Select the lines of the records containing the word "still" and list them.

[Start of Attachment]

//! MSSQL MCP server binary: the dispatcher loop and process lifecycle.
//!
//! Reads one JSON-RPC request per line from stdin, dispatches each to its
//! own task so concurrent tool calls never block one another, and funnels
//! every response through a single writer task so stdout never interleaves
//! two partial frames. Shutdown drains in-flight calls within a bounded
//! grace period before closing the connection pool.

use std::process::ExitCode;
use std::sync::Arc;
use std::time::Duration;

use clap::Parser;
use mssql_mcp_config::{EnvSecretSource, ServerConfig};
use mssql_mcp_logging::{init_logging, Audit, AuditLog, LogConfig, NullAuditLog};
use mssql_mcp_observatory::Observatory;
use mssql_mcp_pool::{ConnectionManager, ConnectionSettings, PoolSettings};
use mssql_mcp_protocol::{
    methods, ClientCapabilities, ClientInfo, ErrorCode, InitializeResult, JsonRpcError,
    JsonRpcRequest, JsonRpcResponse, ServerCapabilities, ServerInfo, ToolCallParams,
    ToolCallResult, ToolsCapability, ToolsListResult, MCP_PROTOCOL_VERSION,
};
use mssql_mcp_tools::{AppContext, OutputBudget, ToolRegistry};
use serde_json::Value;
use tokio::io::{AsyncBufReadExt, AsyncWriteExt, BufReader};
use tokio::sync::mpsc;
use tokio::task::JoinSet;
use tracing::{debug, error, info, warn};

/// Bound on how long in-flight tool calls get to finish once shutdown is
/// requested, before they are aborted outright.
const SHUTDOWN_GRACE: Duration = Duration::from_secs(10);

#[derive(Parser, Debug)]
#[command(name = "mssql-mcp-server", about = "MCP server for SQL Server tool access")]
struct Cli {
    /// Force debug-level logging regardless of the logLevel/debug env vars.
    #[arg(long)]
    debug: bool,

    /// Reserved for a future file-based configuration override. Environment
    /// variables remain authoritative — this server is meant to be launched
    /// by a host process with its environment already set, not configured
    /// interactively.
    #[arg(long)]
    config: Option<std::path::PathBuf>,
}

#[tokio::main]
async fn main() -> ExitCode {
    let cli = Cli::parse();
    let _ = cli.config;

    let config = match ServerConfig::from_env(&EnvSecretSource) {
        Ok(c) => c,
        Err(e) => {
            eprintln!("fatal: {e}");
            return ExitCode::FAILURE;
        }
    };

    if let Err(e) = init_logging(LogConfig {
        debug: config.debug || cli.debug,
        log_level: config.log_level.clone(),
    }) {
        eprintln!("fatal: failed to initialize logging: {e}");
        return ExitCode::FAILURE;
    }

    let observatory = Arc::new(Observatory::new(
        config.perf_enabled,
        config.perf_max_history,
        config.slow_query_ms,
        config.perf_sampling_rate,
        config.track_pool,
    ));

    let pool = Arc::new(ConnectionManager::new(PoolSettings {
        connection: ConnectionSettings {
            host: config.host.clone(),
            port: config.port,
            database: config.database.clone(),
            user: config.user.clone(),
            password: config.password.clone(),
            domain: config.domain.clone(),
            encrypt: config.encrypt,
            trust_server_certificate: config.trust_server_certificate,
            application_name: "mssql-mcp-server".to_string(),
        },
        pool_max: config.pool_max,
        pool_min: config.pool_min,
        pool_idle_ms: config.pool_idle_ms,
        connect_timeout_ms: config.connect_timeout_ms,
        max_retries: config.max_retries,
        retry_delay_ms: config.retry_delay_ms,
    }));

    let audit = Arc::new(if config.audit_enabled {
        match AuditLog::new(audit_log_path()) {
            Ok(log) => Audit::File(log),
            Err(e) => {
                eprintln!("fatal: failed to open audit log: {e}");
                return ExitCode::FAILURE;
            }
        }
    } else {
        Audit::Disabled(NullAuditLog)
    });

    let output_budget = OutputBudget::from_config(config.stream_response_limit_bytes);
    let config = Arc::new(config);

    // Eager connect at startup. Failure is logged but non-fatal: the
    // dispatcher still starts serving, and the first tool call that needs a
    // connection retries the establishment protocol itself.
    match pool.connect().await {
        Ok(()) => info!("initial connection established"),
        Err(e) => warn!(error = %e, "initial connection attempt failed; will retry on first tool call"),
    }

    print_startup_banner(&config);

    let ctx = Arc::new(AppContext {
        config,
        pool: pool.clone(),
        observatory,
        audit,
        output_budget,
    });
    let registry = Arc::new(ToolRegistry::new());

    let exit_code = run_dispatcher(ctx, registry).await;

    pool.close().await;
    info!("shutdown complete");
    exit_code
}

fn audit_log_path() -> std::path::PathBuf {
    std::env::var("auditLogPath")
        .map(std::path::PathBuf::from)
        .unwrap_or_else(|_| std::path::PathBuf::from("mcp_audit.ndjson"))
}

fn print_startup_banner(config: &ServerConfig) {
    let posture = if config.is_secure_posture() {
        "SECURE".to_string()
    } else {
        format!("UNSAFE (relaxed: {})", config.relaxed_flags().join(", "))
    };
    eprintln!("mssql-mcp-server starting");
    eprintln!("  target:        {}:{}/{}", config.host, config.port, config.database);
    eprintln!(
        "  encrypt:       {} (trustServerCertificate={})",
        config.encrypt, config.trust_server_certificate
    );
    eprintln!(
        "  pool:          min={} max={} idleMs={}",
        config.pool_min, config.pool_max, config.pool_idle_ms
    );
    eprintln!("  safety policy: {posture}");
    eprintln!(
        "  perf tracking: {} (maxHistory={}, slowQueryMs={}, samplingRate={})",
        config.perf_enabled, config.perf_max_history, config.slow_query_ms, config.perf_sampling_rate
    );
    eprintln!("  audit log:     {}", config.audit_enabled);
}

/// Read one framed JSON-RPC request per stdin line, dispatch each on its own
/// task, and serialize every write through a single writer task. There is no
/// guarantee that responses are written in request order — only that each
/// carries the `id` of the request it answers.
async fn run_dispatcher(ctx: Arc<AppContext>, registry: Arc<ToolRegistry>) -> ExitCode {
    let (tx, mut rx) = mpsc::unbounded_channel::<JsonRpcResponse>();

    let writer_task = tokio::spawn(async move {
        let mut stdout = tokio::io::stdout();
        while let Some(response) = rx.recv().await {
            let json = match serde_json::to_string(&response) {
                Ok(json) => json,
                Err(e) => {
                    error!(error = %e, "failed to serialize response envelope");
                    continue;
                }
            };
            debug!(response = %json, "sending");
            if stdout.write_all(json.as_bytes()).await.is_err()
                || stdout.write_all(b"\n").await.is_err()
                || stdout.flush().await.is_err()
            {
                break;
            }
        }
    });

    let stdin = tokio::io::stdin();
    let mut lines = BufReader::new(stdin).lines();
    let mut tasks: JoinSet<()> = JoinSet::new();

    info!("dispatcher ready");

    loop {
        tokio::select! {
            line = lines.next_line() => {
                match line {
                    Ok(Some(line)) => {
                        if line.trim().is_empty() {
                            continue;
                        }
                        let ctx = ctx.clone();
                        let registry = registry.clone();
                        let tx = tx.clone();
                        tasks.spawn(async move {
                            if let Some(response) = handle_line(&ctx, &registry, &line).await {
                                let _ = tx.send(response);
                            }
                        });
                    }
                    Ok(None) => {
                        info!("stdin closed, shutting down");
                        break;
                    }
                    Err(e) => {
                        error!(error = %e, "failed to read from stdin, shutting down");
                        break;
                    }
                }
            }
            _ = shutdown_signal() => {
                info!("shutdown signal received");
                break;
            }
        }
    }

    drop(tx);
    let drain = tokio::time::timeout(SHUTDOWN_GRACE, async {
        while tasks.join_next().await.is_some() {}
    })
    .await;
    if drain.is_err() {
        warn!("shutdown grace period elapsed with tasks still in flight; aborting them");
        tasks.abort_all();
    }
    let _ = writer_task.await;

    ExitCode::SUCCESS
}

#[cfg(unix)]
async fn shutdown_signal() {
    use tokio::signal::unix::{signal, SignalKind};
    let mut terminate = match signal(SignalKind::terminate()) {
        Ok(s) => s,
        Err(e) => {
            warn!(error = %e, "failed to install SIGTERM handler, relying on Ctrl-C only");
            std::future::pending::<()>().await;
            unreachable!()
        }
    };
    tokio::select! {
        _ = tokio::signal::ctrl_c() => {}
        _ = terminate.recv() => {}
    }
}

#[cfg(not(unix))]
async fn shutdown_signal() {
    let _ = tokio::signal::ctrl_c().await;
}

/// Parse one line as a JSON-RPC request and dispatch it. Returns `None` for
/// the `notifications/initialized` notification, which carries no `id` and
/// never gets a response written.
async fn handle_line(ctx: &AppContext, registry: &ToolRegistry, line: &str) -> Option<JsonRpcResponse> {
    let request: JsonRpcRequest = match serde_json::from_str(line) {
        Ok(req) => req,
        Err(e) => {
            return Some(JsonRpcResponse::error(
                None,
                JsonRpcError::new(ErrorCode::ParseError, format!("invalid JSON: {e}")),
            ));
        }
    };

    if request.id.is_none() {
        handle_notification(&request);
        return None;
    }

    Some(handle_request(ctx, registry, request).await)
}

fn handle_notification(request: &JsonRpcRequest) {
    if request.method != methods::INITIALIZED {
        debug!(method = %request.method, "ignoring unrecognized notification");
    }
}

async fn handle_request(ctx: &AppContext, registry: &ToolRegistry, request: JsonRpcRequest) -> JsonRpcResponse {
    match request.method.as_str() {
        methods::INITIALIZE => handle_initialize(request),
        methods::TOOLS_LIST => handle_tools_list(registry, request),
        methods::TOOLS_CALL => handle_tools_call(ctx, registry, request).await,
        methods::PING => JsonRpcResponse::success(request.id, Value::Object(Default::default())),
        other => JsonRpcResponse::error(
            request.id,
            JsonRpcError::new(ErrorCode::MethodNotFound, format!("unknown method: {other}")),
        ),
    }
}

fn handle_initialize(request: JsonRpcRequest) -> JsonRpcResponse {
    let _client: Option<ClientCapabilities> = request
        .params
        .as_ref()
        .and_then(|p| p.get("capabilities"))
        .and_then(|c| serde_json::from_value(c.clone()).ok());
    let _client_info: Option<ClientInfo> = request
        .params
        .as_ref()
        .and_then(|p| p.get("clientInfo"))
        .and_then(|c| serde_json::from_value(c.clone()).ok());

    let result = InitializeResult {
        protocol_version: MCP_PROTOCOL_VERSION.to_string(),
        capabilities: ServerCapabilities {
            tools: Some(ToolsCapability { list_changed: false }),
            resources: None,
            prompts: None,
            logging: None,
        },
        server_info: ServerInfo {
            name: "mssql-mcp-server".to_string(),
            version: env!("CARGO_PKG_VERSION").to_string(),
        },
    };
    JsonRpcResponse::success(
        request.id,
        serde_json::to_value(result).expect("InitializeResult always serializes"),
    )
}

fn handle_tools_list(registry: &ToolRegistry, request: JsonRpcRequest) -> JsonRpcResponse {
    let result = ToolsListResult {
        tools: registry.list_tools(),
    };
    JsonRpcResponse::success(
        request.id,
        serde_json::to_value(result).expect("ToolsListResult always serializes"),
    )
}

async fn handle_tools_call(ctx: &AppContext, registry: &ToolRegistry, request: JsonRpcRequest) -> JsonRpcResponse {
    let params: ToolCallParams = match request.params.and_then(|p| serde_json::from_value(p).ok()) {
        Some(params) => params,
        None => {
            return JsonRpcResponse::error(
                request.id,
                JsonRpcError::new(ErrorCode::InvalidParams, "missing or malformed tool call params"),
            );
        }
    };

    info!(tool = %params.name, "tool call");

    match registry.call_tool(ctx, &params.name, params.arguments).await {
        Ok(value) => {
            let text = serde_json::to_string(&value).unwrap_or_else(|e| {
                error!(error = %e, "failed to serialize tool result");
                format!("{{\"error\":\"serialization failed: {e}\"}}")
            });
            let result = ToolCallResult::text(text);
            JsonRpcResponse::success(
                request.id,
                serde_json::to_value(result).expect("ToolCallResult always serializes"),
            )
        }
        Err(e) => {
            warn!(error = %e, tool = %params.name, "tool call failed");
            JsonRpcResponse::error(request.id, JsonRpcError::new(protocol_error_code(&e), e.to_string()))
        }
    }
}

fn protocol_error_code(e: &mssql_mcp_error::McpError) -> ErrorCode {
    match e {
        mssql_mcp_error::McpError::PolicyDenied(_) => ErrorCode::InvalidRequest,
        mssql_mcp_error::McpError::Validation(_) => ErrorCode::InvalidParams,
        mssql_mcp_error::McpError::UnknownTool(_) => ErrorCode::MethodNotFound,
        _ => ErrorCode::ServerError(e.rpc_code()),
    }
}

#[cfg(test)]
mod tests {
    use super::*;

    #[test]
    fn protocol_error_code_maps_policy_denied_to_invalid_request() {
        let e = mssql_mcp_error::McpError::policy_denied("DDL denied");
        assert_eq!(protocol_error_code(&e).as_i32(), -32600);
    }

    #[test]
    fn protocol_error_code_maps_unknown_tool_to_method_not_found() {
        let e = mssql_mcp_error::McpError::unknown_tool("frobnicate");
        assert_eq!(protocol_error_code(&e).as_i32(), -32601);
    }

    #[test]
    fn protocol_error_code_maps_sql_execution_to_server_error_range() {
        let e = mssql_mcp_error::McpError::sql_execution("syntax error");
        assert_eq!(protocol_error_code(&e).as_i32(), -32004);
    }

    #[test]
    fn audit_log_path_defaults_when_env_unset() {
        std::env::remove_var("auditLogPath");
        assert_eq!(audit_log_path(), std::path::PathBuf::from("mcp_audit.ndjson"));
    }
}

[End of Attachment]

# ANSWER SPACE
    // dispatcher still starts serving, and the first tool call that needs a
        warn!("shutdown grace period elapsed with tasks still in flight; aborting them");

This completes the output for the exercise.